Come aumentare l’interesse nei confronti della storia? A parte il fattore più importante, che è la bravura dell’insegnante, si possono adottare diverse strategie per stimolare la partecipazione e mantenere l’attenzione dei ragazzi più a lungo, secondo De Mauro. Innanzi tutto, bisognerebbe tenere conto del contrasto tra due posizioni opposte: una che vuole la storia raccontata come una cronistoria, un susseguirsi temporale di fatti, e l’altro che la divide in grandi aree tematiche e culturali. Poi, bisogna utilizzare strategie per catturare l’interesse dei ragazzi, il cui tempo di attenzione è andato diminuendo progressivamente negli ultimi anni. Un modo è la drammatizzazione della storia, che punta alla ricostruzione dei fatti storici facendoli vivere ai ragazzi attraverso la loro interpretazione e rappresentazione. “Questo si è dimostrato molto efficace per i più giovani, mentre per i ragazzi più grandi, si potrebbe proporre la lettura di documenti originali e di libri chiave”. Altra via è quella delle cosiddette classi capovolte, spiega De Mauro: gli studenti studiano e approfondiscono uno specifico periodo storico e poi si lascia loro lo spazio per il dialogo. Così non c’è spiegazione frontale ma si realizza invece un’interrogazione diffusa. “Si recupera, in questo modo, il lungo tempo speso in interrogazioni, e si sollecita all’aiuto reciproco, con i ragazzi più bravi che aiutano i compagni in difficoltà”.
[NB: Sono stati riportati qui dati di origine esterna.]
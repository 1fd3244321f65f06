//! Frame-driven scene runner.
//!
//! Drives a [`Scene`] with one variable frame update per frame and a fixed
//! number of physics steps derived from an accumulator:
//!
//! 1. Skip everything while stopped or paused.
//! 2. Run `Scene::update` once with the frame's delta time.
//! 3. Add the delta to the physics accumulator and run `Scene::physics_update`
//!    once per whole fixed interval it contains.

use std::time::{Duration, Instant};

use tracing::{debug, info, warn};

use crate::config::RunnerConfig;
use crate::error::SceneError;
use crate::scene::Scene;
use crate::script::FrameTime;

/// Upper bound on physics steps per frame, so a long stall cannot trigger an
/// unbounded catch-up burst.
const MAX_PHYSICS_STEPS_PER_FRAME: u32 = 8;

/// Owns a scene and advances it frame by frame.
#[derive(Debug)]
pub struct SceneRunner {
    scene: Scene,
    config: RunnerConfig,
    /// Frames run so far.
    frame: u64,
    /// Physics steps run so far.
    physics_step: u64,
    /// Unconsumed simulated time for the fixed step, in seconds.
    accumulator: f64,
    running: bool,
    paused: bool,
}

impl SceneRunner {
    /// Create a runner for `scene`. The runner starts active.
    ///
    /// # Errors
    ///
    /// Returns [`SceneError::InvalidRate`] if either configured rate is not a
    /// positive finite number.
    pub fn new(scene: Scene, config: RunnerConfig) -> Result<Self, SceneError> {
        config.validate()?;
        Ok(Self {
            scene,
            config,
            frame: 0,
            physics_step: 0,
            accumulator: 0.0,
            running: true,
            paused: false,
        })
    }

    /// Returns the number of frames run so far.
    #[must_use]
    pub fn frame(&self) -> u64 {
        self.frame
    }

    /// Returns the number of physics steps run so far.
    #[must_use]
    pub fn physics_step(&self) -> u64 {
        self.physics_step
    }

    /// Returns a reference to the scene.
    #[must_use]
    pub fn scene(&self) -> &Scene {
        &self.scene
    }

    /// Returns a mutable reference to the scene.
    pub fn scene_mut(&mut self) -> &mut Scene {
        &mut self.scene
    }

    /// Consume the runner and hand back its scene.
    #[must_use]
    pub fn into_scene(self) -> Scene {
        self.scene
    }

    /// Returns `true` if the runner is running and not paused.
    #[must_use]
    pub fn is_active(&self) -> bool {
        self.running && !self.paused
    }

    /// Returns `true` unless [`SceneRunner::stop`] was called.
    #[must_use]
    pub fn is_running(&self) -> bool {
        self.running
    }

    /// Returns `true` while paused.
    #[must_use]
    pub fn is_paused(&self) -> bool {
        self.paused
    }

    /// Suspend frame and physics updates.
    pub fn pause(&mut self) {
        if !self.paused {
            info!(scene = self.scene.name(), frame = self.frame, "scene paused");
            self.paused = true;
        }
    }

    /// Resume after [`SceneRunner::pause`].
    pub fn resume(&mut self) {
        if self.paused {
            info!(scene = self.scene.name(), frame = self.frame, "scene resumed");
            self.paused = false;
        }
    }

    /// Stop the runner. [`SceneRunner::run`] returns after the current frame.
    pub fn stop(&mut self) {
        self.running = false;
    }

    /// Advance the scene by one frame of `dt` seconds.
    ///
    /// Returns the number of physics steps taken. Does nothing while inactive
    /// or when `dt` is negative or not finite.
    pub fn frame_step(&mut self, dt: f64) -> u32 {
        self.frame_step_with(dt, |_, _| {})
    }

    /// Like [`SceneRunner::frame_step`], calling `after_physics` with the
    /// scene right after each physics step.
    pub fn frame_step_with<F>(&mut self, dt: f64, mut after_physics: F) -> u32
    where
        F: FnMut(&mut Scene, FrameTime),
    {
        if !self.is_active() {
            return 0;
        }
        if !dt.is_finite() || dt < 0.0 {
            warn!(frame = self.frame, dt, "ignoring invalid frame delta");
            return 0;
        }

        self.frame += 1;
        self.scene.update(FrameTime::new(self.frame, dt));

        let fixed = self.config.fixed_interval();
        self.accumulator += dt;
        let mut steps = 0;
        while self.accumulator >= fixed && steps < MAX_PHYSICS_STEPS_PER_FRAME {
            self.physics_step += 1;
            let time = FrameTime::new(self.physics_step, fixed);
            self.scene.physics_update(time);
            after_physics(&mut self.scene, time);
            self.accumulator -= fixed;
            steps += 1;
        }
        if steps == MAX_PHYSICS_STEPS_PER_FRAME && self.accumulator >= fixed {
            warn!(
                frame = self.frame,
                dropped_secs = self.accumulator,
                "physics fell behind, dropping accumulated time"
            );
            self.accumulator = 0.0;
        }

        debug!(frame = self.frame, dt, physics_steps = steps, "frame complete");
        steps
    }

    /// Run the frame loop for the configured number of frames, or until
    /// [`SceneRunner::stop`] is called.
    ///
    /// This is a blocking loop that sleeps to hold the configured frame rate.
    pub fn run(&mut self) {
        let frame_duration = Duration::from_secs_f64(self.config.frame_interval());
        let mut frame_count = 0u64;

        info!(
            scene = self.scene.name(),
            update_rate = self.config.update_rate,
            fixed_update_rate = self.config.fixed_update_rate,
            max_frames = self.config.max_frames,
            "starting frame loop"
        );

        while self.running {
            let start = Instant::now();

            self.frame_step(frame_duration.as_secs_f64());

            frame_count += 1;
            if self.config.max_frames > 0 && frame_count >= self.config.max_frames {
                break;
            }

            let elapsed = start.elapsed();
            if elapsed < frame_duration {
                std::thread::sleep(frame_duration - elapsed);
            } else {
                warn!(
                    frame = self.frame,
                    elapsed_ms = elapsed.as_millis() as u64,
                    budget_ms = frame_duration.as_millis() as u64,
                    "frame exceeded time budget"
                );
            }
        }

        info!(
            scene = self.scene.name(),
            frames = self.frame,
            physics_steps = self.physics_step,
            "frame loop complete"
        );
    }
}

#[cfg(test)]
mod tests {
    use std::sync::Arc;
    use std::sync::atomic::{AtomicU64, Ordering};

    use super::*;
    use crate::entity::Entity;
    use crate::script::Script;

    #[derive(Clone, Default)]
    struct Counters {
        updates: Arc<AtomicU64>,
        physics: Arc<AtomicU64>,
    }

    impl Script for Counters {
        fn update(&mut self, _: &mut Entity, _: FrameTime) {
            self.updates.fetch_add(1, Ordering::Relaxed);
        }
        fn physics_update(&mut self, _: &mut Entity, _: FrameTime) {
            self.physics.fetch_add(1, Ordering::Relaxed);
        }
    }

    fn runner_with(counters: &Counters, config: RunnerConfig) -> SceneRunner {
        let mut scene = Scene::default();
        let id = scene.create_entity("Counter").unwrap().id();
        scene.attach_script(id, counters.clone()).unwrap();
        SceneRunner::new(scene, config).unwrap()
    }

    fn config(update_rate: f64, fixed_update_rate: f64, max_frames: u64) -> RunnerConfig {
        RunnerConfig {
            update_rate,
            fixed_update_rate,
            max_frames,
        }
    }

    #[test]
    fn test_frame_step_advances_counter() {
        let counters = Counters::default();
        let mut runner = runner_with(&counters, RunnerConfig::default());
        assert_eq!(runner.frame(), 0);
        runner.frame_step(1.0 / 60.0);
        runner.frame_step(1.0 / 60.0);
        assert_eq!(runner.frame(), 2);
        assert_eq!(counters.updates.load(Ordering::Relaxed), 2);
        assert_eq!(runner.scene().frame_count(), 2);
    }

    #[test]
    fn test_fixed_step_accumulates() {
        let counters = Counters::default();
        let mut runner = runner_with(&counters, config(60.0, 10.0, 0));

        // 0.25 s at 10 Hz: two steps, 0.05 s carried over.
        assert_eq!(runner.frame_step(0.25), 2);
        // The carried 0.05 s plus 0.06 s crosses one more interval.
        assert_eq!(runner.frame_step(0.06), 1);
        assert_eq!(runner.physics_step(), 3);
        assert_eq!(counters.physics.load(Ordering::Relaxed), 3);
    }

    #[test]
    fn test_after_physics_runs_once_per_step() {
        let counters = Counters::default();
        let mut runner = runner_with(&counters, config(60.0, 10.0, 0));
        let mut seen = Vec::new();
        let steps = runner.frame_step_with(0.35, |scene, time| {
            seen.push((time.frame, scene.physics_step_count()));
        });
        assert_eq!(steps, 3);
        assert_eq!(seen, vec![(1, 1), (2, 2), (3, 3)]);
    }

    #[test]
    fn test_new_rejects_invalid_rates() {
        let err = SceneRunner::new(Scene::default(), config(0.0, 50.0, 0)).unwrap_err();
        assert_eq!(
            err,
            SceneError::InvalidRate {
                field: "update_rate",
                rate: 0.0
            }
        );
        let err = SceneRunner::new(Scene::default(), config(60.0, -50.0, 0)).unwrap_err();
        assert!(matches!(
            err,
            SceneError::InvalidRate {
                field: "fixed_update_rate",
                ..
            }
        ));
        assert!(SceneRunner::new(Scene::default(), config(f64::NAN, 50.0, 0)).is_err());
    }

    #[test]
    fn test_invalid_delta_is_ignored() {
        let counters = Counters::default();
        let mut runner = runner_with(&counters, RunnerConfig::default());
        assert_eq!(runner.frame_step(-1.0), 0);
        assert_eq!(runner.frame_step(f64::NAN), 0);
        assert_eq!(runner.frame(), 0);
        assert_eq!(counters.physics.load(Ordering::Relaxed), 0);
    }

    #[test]
    fn test_physics_catch_up_is_bounded() {
        let counters = Counters::default();
        let mut runner = runner_with(&counters, config(60.0, 100.0, 0));
        let steps = runner.frame_step(10.0);
        assert_eq!(steps, MAX_PHYSICS_STEPS_PER_FRAME);
        // The backlog was dropped, so a tiny frame adds no steps.
        assert_eq!(runner.frame_step(0.001), 0);
    }

    #[test]
    fn test_pause_skips_updates() {
        let counters = Counters::default();
        let mut runner = runner_with(&counters, RunnerConfig::default());
        runner.pause();
        assert!(runner.is_paused());
        assert!(!runner.is_active());
        assert_eq!(runner.frame_step(1.0), 0);
        assert_eq!(runner.frame(), 0);
        assert_eq!(counters.updates.load(Ordering::Relaxed), 0);

        runner.resume();
        runner.frame_step(1.0 / 60.0);
        assert_eq!(counters.updates.load(Ordering::Relaxed), 1);
    }

    #[test]
    fn test_run_limited_frames() {
        let counters = Counters::default();
        let mut runner = runner_with(&counters, config(1000.0, 1000.0, 5));
        runner.run();
        assert_eq!(runner.frame(), 5);
        assert_eq!(counters.updates.load(Ordering::Relaxed), 5);
    }

    #[test]
    fn test_stopped_runner_does_not_run() {
        let counters = Counters::default();
        let mut runner = runner_with(&counters, config(1000.0, 1000.0, 0));
        runner.stop();
        runner.run();
        assert_eq!(runner.frame(), 0);
        assert!(!runner.is_running());

        let scene = runner.into_scene();
        assert_eq!(scene.entity_count(), 1);
    }
}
“Convivono tuttora due impostazioni diverse di insegnamento della storia”, aggiunge Loiano. “Alcuni insegnanti leggono in classe il libro, fanno studiare a casa il paragrafo di storia e fanno ripetere le nozioni ai bambini. Altri, invece di leggere in classe, fanno una narrazione animata. I bambini più piccoli sono attratti da questo modo di raccontare la storia.” Questo interesse si spegne poi nelle scuole successive, dove interviene un metodo di insegnamento della storia più nozionistico.” Con il metodo tradizionale, tuttavia, il concetto non si stabilizza, non diventa un mattoncino su cui costruire la conoscenza.

“Abbiamo un’eccellente scuola primaria, una pessima scuola media inferiore e una cattiva scuola superiore” rincara De Mauro. Secondo l’ex-ministro, uno dei motivi per cui la scuola diventa progressivamente meno efficace è anche dato dalla mancanza di interdisciplinarietà nelle scuole medie inferiori e superiori. “Le materie sono spezzettate e manca lo sviluppo uniforme delle diverse discipline che, se presente, catalizzerebbe le interconnessioni e la comprensione dei fatti”. Imparare a collegare le diverse materie porta al ragionamento critico e a una vera crescita culturale.